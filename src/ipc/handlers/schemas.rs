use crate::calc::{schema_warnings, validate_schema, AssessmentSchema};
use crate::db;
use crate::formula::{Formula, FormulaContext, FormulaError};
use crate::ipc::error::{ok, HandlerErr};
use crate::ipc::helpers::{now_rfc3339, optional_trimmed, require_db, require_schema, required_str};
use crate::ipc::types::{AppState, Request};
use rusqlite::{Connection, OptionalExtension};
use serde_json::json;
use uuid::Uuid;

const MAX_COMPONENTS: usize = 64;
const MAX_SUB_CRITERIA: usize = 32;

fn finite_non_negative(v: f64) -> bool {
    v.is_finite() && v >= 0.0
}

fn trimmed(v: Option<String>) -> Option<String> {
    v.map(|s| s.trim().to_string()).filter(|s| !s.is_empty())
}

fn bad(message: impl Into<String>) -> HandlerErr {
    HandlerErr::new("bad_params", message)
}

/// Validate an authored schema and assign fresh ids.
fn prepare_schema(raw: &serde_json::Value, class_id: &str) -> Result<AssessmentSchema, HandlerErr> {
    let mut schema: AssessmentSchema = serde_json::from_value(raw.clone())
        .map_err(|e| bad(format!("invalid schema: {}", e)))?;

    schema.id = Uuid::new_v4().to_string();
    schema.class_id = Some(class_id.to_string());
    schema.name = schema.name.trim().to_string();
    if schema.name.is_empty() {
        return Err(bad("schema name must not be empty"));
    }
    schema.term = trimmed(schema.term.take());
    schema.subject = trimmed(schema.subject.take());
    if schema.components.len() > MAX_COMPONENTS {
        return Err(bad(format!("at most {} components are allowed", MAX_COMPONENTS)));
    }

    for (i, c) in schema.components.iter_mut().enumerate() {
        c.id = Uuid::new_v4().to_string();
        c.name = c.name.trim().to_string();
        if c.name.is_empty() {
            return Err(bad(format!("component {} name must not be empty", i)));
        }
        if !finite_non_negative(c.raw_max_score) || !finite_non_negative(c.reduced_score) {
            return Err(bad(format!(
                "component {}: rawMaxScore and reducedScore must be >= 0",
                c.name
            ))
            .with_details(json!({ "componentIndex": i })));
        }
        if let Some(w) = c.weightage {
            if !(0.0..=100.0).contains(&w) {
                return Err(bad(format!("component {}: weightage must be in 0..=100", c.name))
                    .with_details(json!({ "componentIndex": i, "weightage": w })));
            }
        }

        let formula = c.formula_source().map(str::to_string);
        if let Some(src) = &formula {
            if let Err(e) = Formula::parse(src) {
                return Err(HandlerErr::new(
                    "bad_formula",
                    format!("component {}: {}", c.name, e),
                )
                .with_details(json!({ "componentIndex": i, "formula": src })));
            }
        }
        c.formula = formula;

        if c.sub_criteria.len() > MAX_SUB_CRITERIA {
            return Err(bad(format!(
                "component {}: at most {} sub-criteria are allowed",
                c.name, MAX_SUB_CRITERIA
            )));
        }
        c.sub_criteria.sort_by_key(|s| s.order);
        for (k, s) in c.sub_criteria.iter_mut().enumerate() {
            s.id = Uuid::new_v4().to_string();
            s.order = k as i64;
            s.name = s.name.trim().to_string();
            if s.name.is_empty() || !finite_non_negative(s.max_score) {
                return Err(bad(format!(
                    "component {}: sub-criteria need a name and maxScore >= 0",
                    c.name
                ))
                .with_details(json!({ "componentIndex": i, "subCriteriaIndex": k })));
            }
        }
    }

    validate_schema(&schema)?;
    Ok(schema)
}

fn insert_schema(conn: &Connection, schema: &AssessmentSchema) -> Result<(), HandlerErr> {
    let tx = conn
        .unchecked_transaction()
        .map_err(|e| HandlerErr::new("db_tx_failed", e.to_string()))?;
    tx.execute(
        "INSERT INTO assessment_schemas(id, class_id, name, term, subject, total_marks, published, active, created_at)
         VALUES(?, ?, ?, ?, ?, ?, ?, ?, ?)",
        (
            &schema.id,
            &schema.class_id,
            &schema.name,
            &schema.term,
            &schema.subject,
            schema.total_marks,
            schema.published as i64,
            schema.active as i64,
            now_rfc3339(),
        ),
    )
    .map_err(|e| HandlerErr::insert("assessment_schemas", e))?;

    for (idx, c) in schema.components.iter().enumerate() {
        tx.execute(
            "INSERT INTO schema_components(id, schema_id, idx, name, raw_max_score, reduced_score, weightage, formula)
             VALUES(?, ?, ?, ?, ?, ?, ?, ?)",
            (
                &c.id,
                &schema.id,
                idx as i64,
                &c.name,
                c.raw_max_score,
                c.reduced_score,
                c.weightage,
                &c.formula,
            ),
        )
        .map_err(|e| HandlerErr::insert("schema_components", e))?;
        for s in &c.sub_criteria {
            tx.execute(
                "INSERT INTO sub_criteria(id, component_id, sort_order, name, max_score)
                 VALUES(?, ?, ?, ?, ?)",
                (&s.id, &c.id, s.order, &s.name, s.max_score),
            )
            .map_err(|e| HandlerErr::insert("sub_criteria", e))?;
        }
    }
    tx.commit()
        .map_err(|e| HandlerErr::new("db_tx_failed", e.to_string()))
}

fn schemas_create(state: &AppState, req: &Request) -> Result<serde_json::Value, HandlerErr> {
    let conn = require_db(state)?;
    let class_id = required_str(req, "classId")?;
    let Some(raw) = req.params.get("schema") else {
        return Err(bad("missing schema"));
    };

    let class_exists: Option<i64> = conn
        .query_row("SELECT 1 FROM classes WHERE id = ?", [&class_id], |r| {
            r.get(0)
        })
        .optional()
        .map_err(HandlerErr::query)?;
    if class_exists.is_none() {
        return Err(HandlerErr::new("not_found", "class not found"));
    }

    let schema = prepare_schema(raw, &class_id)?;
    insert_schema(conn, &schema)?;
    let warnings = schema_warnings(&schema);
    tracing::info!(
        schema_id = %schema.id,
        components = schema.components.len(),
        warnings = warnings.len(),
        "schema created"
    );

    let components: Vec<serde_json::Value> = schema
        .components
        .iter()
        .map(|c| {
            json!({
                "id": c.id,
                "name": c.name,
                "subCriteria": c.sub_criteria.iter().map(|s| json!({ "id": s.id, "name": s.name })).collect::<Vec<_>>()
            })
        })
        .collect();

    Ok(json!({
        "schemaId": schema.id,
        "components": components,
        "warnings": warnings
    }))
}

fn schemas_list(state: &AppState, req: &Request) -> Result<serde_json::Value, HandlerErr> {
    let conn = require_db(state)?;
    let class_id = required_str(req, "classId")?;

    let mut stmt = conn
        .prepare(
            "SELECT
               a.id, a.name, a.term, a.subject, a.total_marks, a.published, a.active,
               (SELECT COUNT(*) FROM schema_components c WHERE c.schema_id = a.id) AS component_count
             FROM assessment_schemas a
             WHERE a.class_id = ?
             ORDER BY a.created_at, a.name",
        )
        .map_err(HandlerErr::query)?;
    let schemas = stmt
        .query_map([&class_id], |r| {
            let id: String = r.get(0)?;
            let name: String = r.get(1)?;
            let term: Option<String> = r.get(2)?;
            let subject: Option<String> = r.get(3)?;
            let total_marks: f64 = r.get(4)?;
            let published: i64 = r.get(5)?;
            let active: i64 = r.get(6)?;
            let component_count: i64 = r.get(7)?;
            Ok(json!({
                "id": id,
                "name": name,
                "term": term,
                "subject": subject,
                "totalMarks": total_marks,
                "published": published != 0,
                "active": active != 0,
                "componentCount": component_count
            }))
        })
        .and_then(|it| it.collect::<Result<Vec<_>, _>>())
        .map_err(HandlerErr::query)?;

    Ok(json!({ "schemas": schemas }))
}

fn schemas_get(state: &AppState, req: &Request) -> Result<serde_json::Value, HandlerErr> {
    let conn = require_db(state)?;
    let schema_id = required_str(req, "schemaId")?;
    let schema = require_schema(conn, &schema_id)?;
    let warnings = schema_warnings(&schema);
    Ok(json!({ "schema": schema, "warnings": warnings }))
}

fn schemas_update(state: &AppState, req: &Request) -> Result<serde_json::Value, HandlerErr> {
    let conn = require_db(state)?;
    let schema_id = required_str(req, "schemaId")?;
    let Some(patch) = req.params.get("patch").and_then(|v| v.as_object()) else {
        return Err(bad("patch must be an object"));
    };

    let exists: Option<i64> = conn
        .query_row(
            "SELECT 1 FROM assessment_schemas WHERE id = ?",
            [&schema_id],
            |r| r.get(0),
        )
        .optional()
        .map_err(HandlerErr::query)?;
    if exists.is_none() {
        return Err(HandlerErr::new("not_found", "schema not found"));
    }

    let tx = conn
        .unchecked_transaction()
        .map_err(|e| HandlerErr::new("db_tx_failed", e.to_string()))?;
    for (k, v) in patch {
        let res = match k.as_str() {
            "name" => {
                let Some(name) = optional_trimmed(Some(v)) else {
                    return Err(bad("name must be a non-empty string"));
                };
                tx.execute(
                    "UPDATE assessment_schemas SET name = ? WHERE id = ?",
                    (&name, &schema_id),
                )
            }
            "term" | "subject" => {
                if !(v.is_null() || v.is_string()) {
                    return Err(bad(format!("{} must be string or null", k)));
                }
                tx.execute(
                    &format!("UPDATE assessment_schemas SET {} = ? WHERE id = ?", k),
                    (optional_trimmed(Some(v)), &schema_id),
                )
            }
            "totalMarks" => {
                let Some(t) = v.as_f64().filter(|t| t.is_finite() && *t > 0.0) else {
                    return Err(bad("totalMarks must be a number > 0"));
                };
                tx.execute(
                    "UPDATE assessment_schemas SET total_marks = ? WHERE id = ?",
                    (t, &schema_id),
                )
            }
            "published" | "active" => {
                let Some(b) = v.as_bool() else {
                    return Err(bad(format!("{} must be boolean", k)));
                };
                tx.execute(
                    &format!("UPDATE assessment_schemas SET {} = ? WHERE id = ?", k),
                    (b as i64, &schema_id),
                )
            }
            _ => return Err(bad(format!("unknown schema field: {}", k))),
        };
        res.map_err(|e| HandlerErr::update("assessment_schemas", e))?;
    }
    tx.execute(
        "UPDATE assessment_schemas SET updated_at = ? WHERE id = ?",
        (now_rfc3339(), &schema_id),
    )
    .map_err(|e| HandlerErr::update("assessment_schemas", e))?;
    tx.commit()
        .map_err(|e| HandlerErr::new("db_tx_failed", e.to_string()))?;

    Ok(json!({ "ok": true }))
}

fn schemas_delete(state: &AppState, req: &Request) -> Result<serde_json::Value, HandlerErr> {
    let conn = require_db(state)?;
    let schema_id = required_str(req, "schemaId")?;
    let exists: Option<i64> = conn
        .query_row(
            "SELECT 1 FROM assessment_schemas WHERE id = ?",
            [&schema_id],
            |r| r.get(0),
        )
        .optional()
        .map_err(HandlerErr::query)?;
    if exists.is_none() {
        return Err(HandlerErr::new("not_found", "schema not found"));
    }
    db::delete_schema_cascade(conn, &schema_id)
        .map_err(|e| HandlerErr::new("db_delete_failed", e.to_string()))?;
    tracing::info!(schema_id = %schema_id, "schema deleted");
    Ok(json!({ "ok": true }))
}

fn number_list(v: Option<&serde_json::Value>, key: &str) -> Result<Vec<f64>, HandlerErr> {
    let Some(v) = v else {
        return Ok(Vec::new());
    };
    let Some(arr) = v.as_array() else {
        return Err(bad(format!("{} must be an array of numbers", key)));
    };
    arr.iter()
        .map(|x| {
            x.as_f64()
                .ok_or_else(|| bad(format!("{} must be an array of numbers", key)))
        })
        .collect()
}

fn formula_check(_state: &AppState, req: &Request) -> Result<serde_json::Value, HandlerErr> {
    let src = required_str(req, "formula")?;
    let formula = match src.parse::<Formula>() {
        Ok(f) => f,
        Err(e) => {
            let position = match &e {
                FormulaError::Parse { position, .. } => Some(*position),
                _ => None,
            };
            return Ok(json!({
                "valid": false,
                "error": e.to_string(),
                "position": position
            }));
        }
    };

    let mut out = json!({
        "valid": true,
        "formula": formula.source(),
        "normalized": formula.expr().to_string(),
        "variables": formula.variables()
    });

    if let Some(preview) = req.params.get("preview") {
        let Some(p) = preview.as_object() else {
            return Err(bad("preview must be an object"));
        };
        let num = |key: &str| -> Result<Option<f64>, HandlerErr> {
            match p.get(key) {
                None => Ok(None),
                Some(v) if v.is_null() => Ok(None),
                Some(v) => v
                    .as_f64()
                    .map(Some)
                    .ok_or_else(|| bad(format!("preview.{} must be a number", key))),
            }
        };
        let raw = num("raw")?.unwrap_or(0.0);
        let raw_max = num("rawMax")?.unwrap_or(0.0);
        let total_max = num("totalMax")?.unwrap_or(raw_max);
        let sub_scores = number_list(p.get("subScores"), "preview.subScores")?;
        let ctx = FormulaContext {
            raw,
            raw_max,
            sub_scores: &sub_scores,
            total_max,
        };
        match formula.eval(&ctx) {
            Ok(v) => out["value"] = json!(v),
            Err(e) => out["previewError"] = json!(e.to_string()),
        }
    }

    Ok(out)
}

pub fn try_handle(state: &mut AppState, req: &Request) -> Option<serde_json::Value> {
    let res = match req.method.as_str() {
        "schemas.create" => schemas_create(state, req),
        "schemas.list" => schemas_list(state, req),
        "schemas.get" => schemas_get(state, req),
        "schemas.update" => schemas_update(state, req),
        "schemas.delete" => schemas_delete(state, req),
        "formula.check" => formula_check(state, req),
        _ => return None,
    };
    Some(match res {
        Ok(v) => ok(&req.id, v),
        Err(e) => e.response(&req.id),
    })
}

··········

### Exercise brief
Over the whole listing above, how many lines contain the string "term"? The answer is that number alone.

### Written response
7